What type for useful result could we perhaps get? Is ths feasible with $6000? Who would lead by whom in what lab/environment?
I don't know how much value the already-sequenced frog is. It diverged from Rana sylvatica's ancestors in the Cretaceous, when dinosaurs walked the land. (Frogs have been around for a long, long time.)
The purpose of sequencing a closely-related species is to find genes that R. s. has that the related species doesn't. An RNA exp
ression time-series for R. s. and a related species would, similarly, let us see how genes are expressed differently between the two species during freezing and thawing. This would probably be even better than sequencing, and possibly cheaper. Ideally, we'd like to measure protein levels, but we can't easily look for proteins without knowing their sequence first.
I don't believe it will be a simple matter of saying, "We need these three proteins to survive freezing". There's a complex regulatory program involved in freezing. This means many of the important differences will be not in the genes themselves, but in their regulatory sites, many of which can't be found with RNAseq.
On the bright side, if we take enough measurements to measure the time-progression of the different proteins involved, we might be able to reproduce this time progression in human subjects (after testing on others, of course) via intravenous feed, without having to solve how the regulatory network works. This depends on whether the freezing response is more or less the same across all tissues (good, easy), or whether it has to be managed individually for different cells (harder, requires gene therapy). And it also depends on whether you need to keep changing concentrations within cells after the circulatory system has frozen up; if so, you need gene therapy to make the cells do that themselves.
Either way, I expect it will be easier to modify humans to be freezable, than to modify our existing freezing techniques to work on wild-type humans.

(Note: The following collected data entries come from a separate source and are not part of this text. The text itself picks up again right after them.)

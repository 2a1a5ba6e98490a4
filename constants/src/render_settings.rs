use bevy::math::Vec3;

/// Vertices emitted per point by each expansion shape.
pub const QUAD_VERTEX_COUNT: u32 = 6;
pub const BOX_VERTEX_COUNT: u32 = 36;
pub const DISC_SEGMENTS: u32 = 8;
pub const DISC_VERTEX_COUNT: u32 = DISC_SEGMENTS * 3;

/// Storage buffers the expansion vertex stage reads from.
pub const EXPANSION_STORAGE_BUFFERS: u32 = 1;

/// Storage buffers bound in the height field compute stage.
pub const HEIGHTFIELD_STORAGE_BUFFERS: u32 = 2;

pub const DEFAULT_LIGHT_POSITION: Vec3 = Vec3::new(-270.0, -340.0, -300.0);
pub const DEFAULT_LIGHT_AMBIENT: f32 = 0.5;
pub const DEFAULT_LIGHT_DIFFUSE: f32 = 0.25;
pub const DEFAULT_LIGHT_SPECULAR: f32 = 0.75;
pub const DEFAULT_LIGHT_SHININESS: f32 = 20.0;

pub const SENSOR_LIGHT_POSITION: Vec3 = Vec3::new(0.0, 250.0, -100.0);
pub const SENSOR_LIGHT_SHININESS: f32 = 10.0;

pub const CAMERA_FOV_DEGREES: f32 = 60.0;
pub const CAMERA_NEAR: f32 = 0.1;
pub const CAMERA_FAR: f32 = 15000.0;

/// Default eye for each scene; the viewport resets to these on rebuild.
pub const WAVE_MESH_EYE: Vec3 = Vec3::new(0.0, 0.0, -500.0);
pub const DEPTH_SENSOR_EYE: Vec3 = Vec3::new(0.0, 0.0, 100.0);
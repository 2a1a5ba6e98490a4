use bevy::prelude::*;
use constants::mesh::{GRID_RESIZE_STEP, MAX_GRID_DIMENSION, MIN_GRID_DIMENSION};

use crate::engine::assets::pipeline_settings::{GridSettings, PipelineSettings};
use crate::engine::background::subtraction::BackgroundSubtraction;
use crate::engine::render::pipeline::expansion_program::PrimitiveShape;

const AMPLITUDE_STEP: f32 = 1.0;
const BRIGHT_TOLERANCE_STEP: f32 = 0.005;

/// Grow or shrink the wave grid by one step on both axes, within bounds.
/// Returns whether the size changed.
pub fn resize_grid(grid: &mut GridSettings, grow: bool) -> bool {
    let step = |edge: u32| {
        let next = if grow {
            edge.saturating_add(GRID_RESIZE_STEP)
        } else {
            edge.saturating_sub(GRID_RESIZE_STEP)
        };
        next.clamp(MIN_GRID_DIMENSION, MAX_GRID_DIMENSION)
    };
    let resized = (step(grid.width), step(grid.height));
    if resized == (grid.width, grid.height) {
        return false;
    }
    (grid.width, grid.height) = resized;
    true
}

/// Keyboard stand-in for a parameter panel. Every shortcut writes to the
/// settings resource; the stages pick the change up on the next tick.
pub fn parameter_keys_system(
    keyboard: Res<ButtonInput<KeyCode>>,
    mut settings: ResMut<PipelineSettings>,
    subtraction: Option<ResMut<BackgroundSubtraction>>,
) {
    if keyboard.just_pressed(KeyCode::KeyT) {
        settings.expansion.transform_enabled = !settings.expansion.transform_enabled;
    }

    if keyboard.just_pressed(KeyCode::KeyB) {
        settings.sensor.remove_background = !settings.sensor.remove_background;
    }

    if keyboard.just_pressed(KeyCode::KeyR) {
        if let Some(mut subtraction) = subtraction {
            subtraction.model_mut().request_capture();
            println!("Background re-capture requested");
        }
    }

    if settings.uses_sensor() {
        for (key, step) in [
            (KeyCode::Minus, -BRIGHT_TOLERANCE_STEP),
            (KeyCode::Equal, BRIGHT_TOLERANCE_STEP),
        ] {
            if keyboard.just_pressed(key) {
                let tolerance = &mut settings.sensor.bright_tolerance;
                *tolerance = (*tolerance + step).clamp(0.0, 1.0);
                println!("Bright tolerance: {:.3}", tolerance);
            }
        }
    } else {
        for (key, grow) in [(KeyCode::BracketLeft, false), (KeyCode::BracketRight, true)] {
            if keyboard.just_pressed(key) && resize_grid(&mut settings.grid, grow) {
                println!("Grid size: {}x{}", settings.grid.width, settings.grid.height);
            }
        }

        if keyboard.just_pressed(KeyCode::ArrowUp) {
            settings.wave.amplitude += AMPLITUDE_STEP;
            println!("Wave amplitude: {:.1}", settings.wave.amplitude);
        }

        if keyboard.just_pressed(KeyCode::ArrowDown) {
            settings.wave.amplitude = (settings.wave.amplitude - AMPLITUDE_STEP).max(0.0);
            println!("Wave amplitude: {:.1}", settings.wave.amplitude);
        }
    }

    for (key, shape) in [
        (KeyCode::Digit1, PrimitiveShape::Quad),
        (KeyCode::Digit2, PrimitiveShape::Box),
        (KeyCode::Digit3, PrimitiveShape::Disc),
    ] {
        if keyboard.just_pressed(key) && settings.expansion.shape != shape {
            settings.expansion.shape = shape;
            println!("Primitive shape: {:?}", shape);
        }
    }
}

#[cfg(test)]
mod tests {
    use super::*;

    fn keys_app(settings: PipelineSettings) -> App {
        let mut app = App::new();
        app.add_plugins(MinimalPlugins)
            .init_resource::<ButtonInput<KeyCode>>()
            .insert_resource(settings)
            .add_systems(Update, parameter_keys_system);
        app
    }

    fn press(app: &mut App, key: KeyCode) {
        let mut input = app.world_mut().resource_mut::<ButtonInput<KeyCode>>();
        input.clear();
        input.release_all();
        input.press(key);
        app.update();
    }

    #[test]
    fn resize_is_clamped() {
        let mut grid = GridSettings {
            width: 8,
            height: 2040,
        };
        assert!(resize_grid(&mut grid, true));
        assert_eq!((grid.width, grid.height), (24, 2048));

        let mut grid = GridSettings {
            width: MIN_GRID_DIMENSION,
            height: MIN_GRID_DIMENSION,
        };
        assert!(!resize_grid(&mut grid, false));
    }

    #[test]
    fn transform_key_toggles() {
        let mut app = keys_app(PipelineSettings::default());
        press(&mut app, KeyCode::KeyT);
        assert!(!app.world().resource::<PipelineSettings>().expansion.transform_enabled);
        press(&mut app, KeyCode::KeyT);
        assert!(app.world().resource::<PipelineSettings>().expansion.transform_enabled);
    }

    #[test]
    fn shape_and_grid_keys() {
        let mut app = keys_app(PipelineSettings::default());
        press(&mut app, KeyCode::Digit2);
        press(&mut app, KeyCode::BracketRight);

        let settings = app.world().resource::<PipelineSettings>();
        assert_eq!(settings.expansion.shape, PrimitiveShape::Box);
        assert_eq!((settings.grid.width, settings.grid.height), (144, 144));
    }

    #[test]
    fn sensor_lattice_ignores_resize() {
        let mut app = keys_app(PipelineSettings::depth_sensor());
        press(&mut app, KeyCode::BracketLeft);
        assert_eq!(app.world().resource::<PipelineSettings>().lattice_size(), (320, 240));
    }

    #[test]
    fn tolerance_keys_step_within_range() {
        let mut settings = PipelineSettings::depth_sensor();
        settings.sensor.bright_tolerance = 0.003;
        let mut app = keys_app(settings);

        press(&mut app, KeyCode::Minus);
        assert_eq!(app.world().resource::<PipelineSettings>().sensor.bright_tolerance, 0.0);

        press(&mut app, KeyCode::Equal);
        press(&mut app, KeyCode::Equal);
        let tolerance = app.world().resource::<PipelineSettings>().sensor.bright_tolerance;
        assert!((tolerance - 0.01).abs() < 1e-6);

        press(&mut app, KeyCode::ArrowUp);
        assert_eq!(app.world().resource::<PipelineSettings>().wave.amplitude, 0.0);
    }

    #[test]
    fn amplitude_never_goes_negative() {
        let mut settings = PipelineSettings::default();
        settings.wave.amplitude = 0.5;
        let mut app = keys_app(settings);
        press(&mut app, KeyCode::ArrowDown);
        assert_eq!(app.world().resource::<PipelineSettings>().wave.amplitude, 0.0);
    }
}
use bevy::math::Vec3;
use constants::skeleton::SKELETON_JOINT_COUNT;

/// One depth image in sensor-native resolution.
///
/// Samples are millimetres, row-major, `0` meaning no reading. Devices that
/// segment users themselves also supply one label per pixel (`0` = no user).
#[derive(Debug, Clone, PartialEq)]
pub struct DepthFrame {
    pub width: u32,
    pub height: u32,
    pub timestamp: f64,
    pub samples: Vec<u16>,
    pub user_labels: Option<Vec<u8>>,
}

impl DepthFrame {
    pub fn new(width: u32, height: u32, timestamp: f64, samples: Vec<u16>) -> Self {
        debug_assert_eq!(samples.len(), (width * height) as usize);
        Self {
            width,
            height,
            timestamp,
            samples,
            user_labels: None,
        }
    }

    pub fn filled(width: u32, height: u32, depth_mm: u16) -> Self {
        Self::new(width, height, 0.0, vec![depth_mm; (width * height) as usize])
    }

    pub fn with_user_labels(mut self, labels: Vec<u8>) -> Self {
        debug_assert_eq!(labels.len(), self.samples.len());
        self.user_labels = Some(labels);
        self
    }

    pub fn pixel_count(&self) -> usize {
        self.samples.len()
    }

    pub fn same_dimensions(&self, other: &DepthFrame) -> bool {
        self.width == other.width && self.height == other.height
    }
}

/// RGBA8 image aligned with the depth frame of the same tick.
#[derive(Debug, Clone, PartialEq)]
pub struct ColorFrame {
    pub width: u32,
    pub height: u32,
    pub timestamp: f64,
    pub pixels: Vec<[u8; 4]>,
}

/// Joints reported for a fully tracked skeleton, in device order.
#[derive(Debug, Clone, Copy, PartialEq, Eq, Hash)]
pub enum JointId {
    HipCenter,
    Spine,
    ShoulderCenter,
    Head,
    ShoulderLeft,
    ElbowLeft,
    WristLeft,
    HandLeft,
    ShoulderRight,
    ElbowRight,
    WristRight,
    HandRight,
    HipLeft,
    KneeLeft,
    AnkleLeft,
    FootLeft,
    HipRight,
    KneeRight,
    AnkleRight,
    FootRight,
}

impl JointId {
    pub const ALL: [JointId; SKELETON_JOINT_COUNT] = [
        JointId::HipCenter,
        JointId::Spine,
        JointId::ShoulderCenter,
        JointId::Head,
        JointId::ShoulderLeft,
        JointId::ElbowLeft,
        JointId::WristLeft,
        JointId::HandLeft,
        JointId::ShoulderRight,
        JointId::ElbowRight,
        JointId::WristRight,
        JointId::HandRight,
        JointId::HipLeft,
        JointId::KneeLeft,
        JointId::AnkleLeft,
        JointId::FootLeft,
        JointId::HipRight,
        JointId::KneeRight,
        JointId::AnkleRight,
        JointId::FootRight,
    ];
}

#[derive(Debug, Clone, Copy, PartialEq)]
pub struct SkeletonJoint {
    pub id: JointId,
    /// Sensor space, metres.
    pub position: Vec3,
}

#[derive(Debug, Clone, PartialEq)]
pub struct Skeleton {
    pub tracking_id: u32,
    pub joints: Vec<SkeletonJoint>,
}

impl Skeleton {
    /// Number of joints the device reported for this skeleton this tick.
    pub fn tracked_joint_count(&self) -> usize {
        self.joints.len()
    }

    pub fn joint(&self, id: JointId) -> Option<&SkeletonJoint> {
        self.joints.iter().find(|joint| joint.id == id)
    }
}
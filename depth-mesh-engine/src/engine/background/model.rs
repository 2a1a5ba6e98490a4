use bevy::prelude::*;

use crate::engine::sensor::frame::{ColorFrame, DepthFrame};

#[derive(Debug, Clone, Copy, PartialEq, Eq)]
pub enum PixelClass {
    Foreground,
    Background,
}

/// One class per pixel of a depth frame, row-major.
#[derive(Debug, Clone, PartialEq)]
pub struct ForegroundMask {
    pub width: u32,
    pub height: u32,
    classes: Vec<PixelClass>,
}

impl ForegroundMask {
    pub fn uniform(width: u32, height: u32, class: PixelClass) -> Self {
        Self {
            width,
            height,
            classes: vec![class; (width * height) as usize],
        }
    }

    pub fn from_classes(width: u32, height: u32, classes: Vec<PixelClass>) -> Self {
        debug_assert_eq!(classes.len(), (width * height) as usize);
        Self {
            width,
            height,
            classes,
        }
    }

    pub fn classes(&self) -> &[PixelClass] {
        &self.classes
    }

    pub fn get(&self, x: u32, y: u32) -> Option<PixelClass> {
        if x >= self.width || y >= self.height {
            return None;
        }
        self.classes.get((x + y * self.width) as usize).copied()
    }

    pub fn foreground_count(&self) -> usize {
        self.classes
            .iter()
            .filter(|class| **class == PixelClass::Foreground)
            .count()
    }
}

/// Foreground/background separation against a captured reference frame.
///
/// Implementations differ only in how they decide a pixel's class; the
/// enable/capture behaviour is shared and externally identical.
pub trait BackgroundModel: Send + Sync {
    /// Store `frame` as the new reference, replacing any previous one.
    fn capture(&mut self, frame: &DepthFrame);

    /// Classify every pixel of `frame`. While disabled every pixel is foreground.
    fn classify(&mut self, frame: &DepthFrame) -> ForegroundMask;

    /// Edge triggered. A disabled→enabled transition captures the next frame
    /// seen by [`BackgroundModel::classify`]. Returns whether the state changed.
    fn set_enabled(&mut self, enabled: bool) -> bool;

    fn is_enabled(&self) -> bool;

    /// Capture the next classified frame without toggling.
    fn request_capture(&mut self);

    fn reference(&self) -> Option<&DepthFrame>;

    fn name(&self) -> &'static str;
}

/// Reference frame plus the enable/capture bookkeeping both strategies share.
#[derive(Debug, Default)]
pub struct ReferenceSlot {
    reference: Option<DepthFrame>,
    enabled: bool,
    capture_pending: bool,
}

impl ReferenceSlot {
    pub fn capture(&mut self, frame: &DepthFrame) {
        self.reference = Some(frame.clone());
        self.capture_pending = false;
        info!(
            "Captured background reference ({}x{}, t={:.2}s)",
            frame.width, frame.height, frame.timestamp
        );
    }

    pub fn set_enabled(&mut self, enabled: bool) -> bool {
        if self.enabled == enabled {
            return false;
        }
        self.enabled = enabled;
        if enabled {
            self.capture_pending = true;
        }
        info!(
            "Background removal {}",
            if enabled { "enabled" } else { "disabled" }
        );
        true
    }

    pub fn is_enabled(&self) -> bool {
        self.enabled
    }

    pub fn request_capture(&mut self) {
        self.capture_pending = true;
    }

    pub fn reference(&self) -> Option<&DepthFrame> {
        self.reference.as_ref()
    }

    /// Reference to classify `frame` against, capturing `frame` first when a
    /// capture is due or the resolution no longer matches.
    pub fn prepare(&mut self, frame: &DepthFrame) -> &DepthFrame {
        let mismatched = self
            .reference
            .as_ref()
            .is_some_and(|reference| !reference.same_dimensions(frame));
        if mismatched {
            warn!(
                "Depth frame is {}x{}, reference differs; recapturing",
                frame.width, frame.height
            );
        }
        if self.capture_pending || mismatched || self.reference.is_none() {
            self.capture(frame);
        }
        self.reference.get_or_insert_with(|| frame.clone())
    }
}

/// Depth and colour ready for upload, with the mask applied.
#[derive(Debug, Clone, PartialEq)]
pub struct MaskedFrame {
    pub width: u32,
    pub height: u32,
    /// Depth normalised to `[0, 1]` by the sensor range.
    pub depth: Vec<f32>,
    pub colour: Vec<[u8; 4]>,
}

impl MaskedFrame {
    pub fn depth_bytes(&self) -> Vec<u8> {
        bytemuck::cast_slice(&self.depth).to_vec()
    }

    pub fn colour_bytes(&self) -> Vec<u8> {
        self.colour.iter().flatten().copied().collect()
    }
}

pub fn normalise_depth(depth_mm: u16, max_depth_mm: u16) -> f32 {
    (depth_mm as f32 / max_depth_mm.max(1) as f32).min(1.0)
}

/// Apply `mask` to a depth frame and its optional colour frame.
///
/// Background pixels get alpha 0 and take the reference depth so a moving
/// backdrop cannot distort the mesh. Foreground pixels nearer than
/// `bright_tolerance` (normalised) are missing readings and are hidden too.
/// Without a matching colour frame the colour is a grey ramp of the depth.
pub fn apply_mask(
    frame: &DepthFrame,
    colour: Option<&ColorFrame>,
    mask: &ForegroundMask,
    reference: Option<&DepthFrame>,
    max_depth_mm: u16,
    bright_tolerance: f32,
) -> MaskedFrame {
    let colour = colour.filter(|c| c.width == frame.width && c.height == frame.height);
    let reference = reference.filter(|r| r.same_dimensions(frame));

    let mut depth = Vec::with_capacity(frame.pixel_count());
    let mut rgba = Vec::with_capacity(frame.pixel_count());

    for (i, (sample, class)) in frame.samples.iter().zip(mask.classes()).enumerate() {
        let normalised = normalise_depth(*sample, max_depth_mm);
        let mut pixel = match colour {
            Some(colour) => colour.pixels[i],
            None => {
                let grey = ((1.0 - normalised) * 255.0) as u8;
                [grey, grey, grey, 255]
            }
        };

        match class {
            PixelClass::Foreground => {
                if normalised < bright_tolerance {
                    pixel[3] = 0;
                }
                depth.push(normalised);
            }
            PixelClass::Background => {
                let clamped = reference.map_or(*sample, |r| r.samples[i]);
                depth.push(normalise_depth(clamped, max_depth_mm));
                pixel[3] = 0;
            }
        }
        rgba.push(pixel);
    }

    MaskedFrame {
        width: frame.width,
        height: frame.height,
        depth,
        colour: rgba,
    }
}
use bevy::asset::RenderAssetUsages;
use bevy::image::{ImageFilterMode, ImageSampler, ImageSamplerDescriptor};
use bevy::prelude::*;
use bevy::render::render_resource::{Extent3d, TextureDimension, TextureFormat};

use crate::engine::background::subtraction::MaskedImages;

/// Nearest sampling; the expansion stage reads these texel by texel.
fn nearest_sampler() -> ImageSampler {
    ImageSampler::Descriptor(ImageSamplerDescriptor {
        mag_filter: ImageFilterMode::Nearest,
        min_filter: ImageFilterMode::Nearest,
        ..default()
    })
}

/// Create the masked depth (`R32Float`, normalised) and colour (`Rgba8Unorm`)
/// images at sensor resolution. Both start fully transparent and at the far
/// plane so nothing is drawn before the first frame arrives.
pub fn create_masked_images(width: u32, height: u32, images: &mut Assets<Image>) -> MaskedImages {
    let size = Extent3d {
        width,
        height,
        depth_or_array_layers: 1,
    };

    let mut depth = Image::new_fill(
        size,
        TextureDimension::D2,
        &1.0f32.to_le_bytes(),
        TextureFormat::R32Float,
        RenderAssetUsages::default(),
    );
    depth.sampler = nearest_sampler();

    let mut colour = Image::new_fill(
        size,
        TextureDimension::D2,
        &[0, 0, 0, 0],
        TextureFormat::Rgba8Unorm,
        RenderAssetUsages::default(),
    );
    colour.sampler = nearest_sampler();

    println!("✓ Masked depth and colour images created ({width}x{height})");
    MaskedImages {
        depth: images.add(depth),
        colour: images.add(colour),
        width,
        height,
    }
}
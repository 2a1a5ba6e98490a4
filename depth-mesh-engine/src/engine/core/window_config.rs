use bevy::prelude::*;
use bevy::window::PresentMode;

pub fn create_window_config() -> Window {
    #[cfg(target_arch = "wasm32")]
    {
        Window {
            title: "Depth Mesh".into(),
            canvas: Some("#bevy".into()),
            fit_canvas_to_parent: true,
            prevent_default_event_handling: false,
            present_mode: PresentMode::AutoVsync,
            ..default()
        }
    }

    #[cfg(not(target_arch = "wasm32"))]
    {
        Window {
            title: "Depth Mesh".into(),
            present_mode: PresentMode::AutoVsync,
            ..default()
        }
    }
}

I wouldn't start any new eukaryote sequencing project now. There are cheap new DNA sequencing technologies coming out this year that might change the cost a lot.
I also anticipate lower computer analysis costs, because people are going to have to stop their wasteful "BLAST every gene against every other gene ever sequenced" approach to figuring out what genes they've found. Currently, computer time to analyze a genome costs roughly as much as the sequencing cost. That's because it takes several CPU-years to analyze a genome, and you also have to pay the salaries of IT professionals maintaining a large, complex, distributed computing infrastructure, with expensive distributed storage, which seems to not have economies of scale - I think it's actually more costly per CPU cycle than a desktop. I believe you can do a thorough analysis on a single CPU at less than 1/100th of the cost; and people will have to figure this out sometime in the next 5 years, because the BLAST databases are growing much faster than disk storage or CPU speed.
Since we're on a budget, better to wait one or two years and re-evaluate.
As to who will do it - We do all these things in-house; but JCVI doesn't do sequencing for hire. I don't know why, but we don't. We work from grants. But if you proposed this as joint preliminary research to lead to bigger contracts, we might kick in a few thousand dollars, do the sequencing, and pay for the computer time, if we thought the results would lead to bigger NIH contracts in the future. For instance, the frog's response to prevent the glycogen it uses as antifreeze from killing it could be relevant to diabetes.